Can I work if I am on benefits?
The short answer is yes, you may still be able to claim benefits whilst in employment. However, each benefit will have its own rules for whether you can continue to claim it or not depending on how much you earn, the type of job and how often you work.
Benefits that are affected by employment
Income Support and Jobseeker's Allowance (IS/JSA)
Whether you are on Income Support or Jobseeker's Allowance, the rules for claiming are the same.
If you are working less than 16 hours per week, and your partner is working less than 24 hours per week, then you will still be able to claim Income Support or Jobseeker's Allowance. However, the amount you are entitled to may change depending on your earnings.
Certain roles are allowed to work more than 16 hours (24 hours for partners) and still claim Income Support or Jobseeker’s Allowance. These include:
- People on certain training schemes
- Disabled people with low earnings due to disability
- People living in residential care or a nursing home
For these roles, you can work as many hours as required and still remain eligible to claim Income Support or Jobseeker’s Allowance.
Employment and Support Allowance (ESA)
If you receive Employment and Support Allowance you can usually work and still claim the benefit as long as you:
- Work less than 16 hours a week
- Do not earn more than £143 a week
However, you are able to work over 16 hours if the role is voluntary or “supported permitted work”.
Supported permitted work has to be either:
- Part of a treatment program with medical supervision
- Supervised by a local council or a voluntary organisation that arranges work for people with disabilities
Universal Credit (UC)
Universal Credit is not affected by the hours you work, but rather by the amount you are earning. It is paid to people in or out of work, and you (or your partner) can work any number of hours and still qualify. Your Universal Credit payment will reduce gradually as you earn more - for every £1 you earn your payment reduces by 63p.

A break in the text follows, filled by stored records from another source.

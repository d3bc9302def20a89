pub mod cvd;
pub mod palettes;
pub mod params;
pub mod state;

pub use cvd::{
    __path_handle_set_simulation, __path_handle_simulate, __path_handle_toggle_simulation,
};
pub use cvd::{
    handle_set_simulation, handle_simulate, handle_toggle_simulation, SimulateRequest,
    SimulateResponse,
};
pub use palettes::{__path_handle_list_palettes, __path_handle_palette_colors};
pub use palettes::{handle_list_palettes, handle_palette_colors, BuiltinPaletteResponse};
pub use params::{__path_handle_generate, __path_handle_parse, __path_handle_update_params};
pub use params::{
    handle_generate, handle_parse, handle_update_params, AcceptedResponse, ParseRequest,
    ParseResponse,
};
pub use state::{handle_events, handle_state, __path_handle_state};
pub mod analysis;
pub mod color;
pub mod config;
pub mod cvd;
pub mod params;
pub mod region;

pub use analysis::{AnalysisResult, VisionAnalysis};
pub use color::Color;
pub use config::{AppConfig, EngineConfig};
pub use cvd::{CvdSimulationState, CvdType, CvdVector};
pub use params::{GenerationParameters, WhitePoint};
pub use region::{ColorSpaceRegion, ColorspaceType, RegionAxis};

You can earn a certain amount before your Universal Credit is reduced if either of the following applies to you or your partner:
- You are responsible for a child or young person
- You are living with a disability or health condition that affects your ability to work
This is called your “work allowance”. For up to date work allowance figures, visit the UK Government’s website: www.gov.uk/universal-credit
Benefits that are not affected by employment
Personal Independence Payment (PIP)
You can still get Personal Independence Payment (PIP) benefit whether you’re working or not. How much you earn or how many hours you work will not affect this benefit.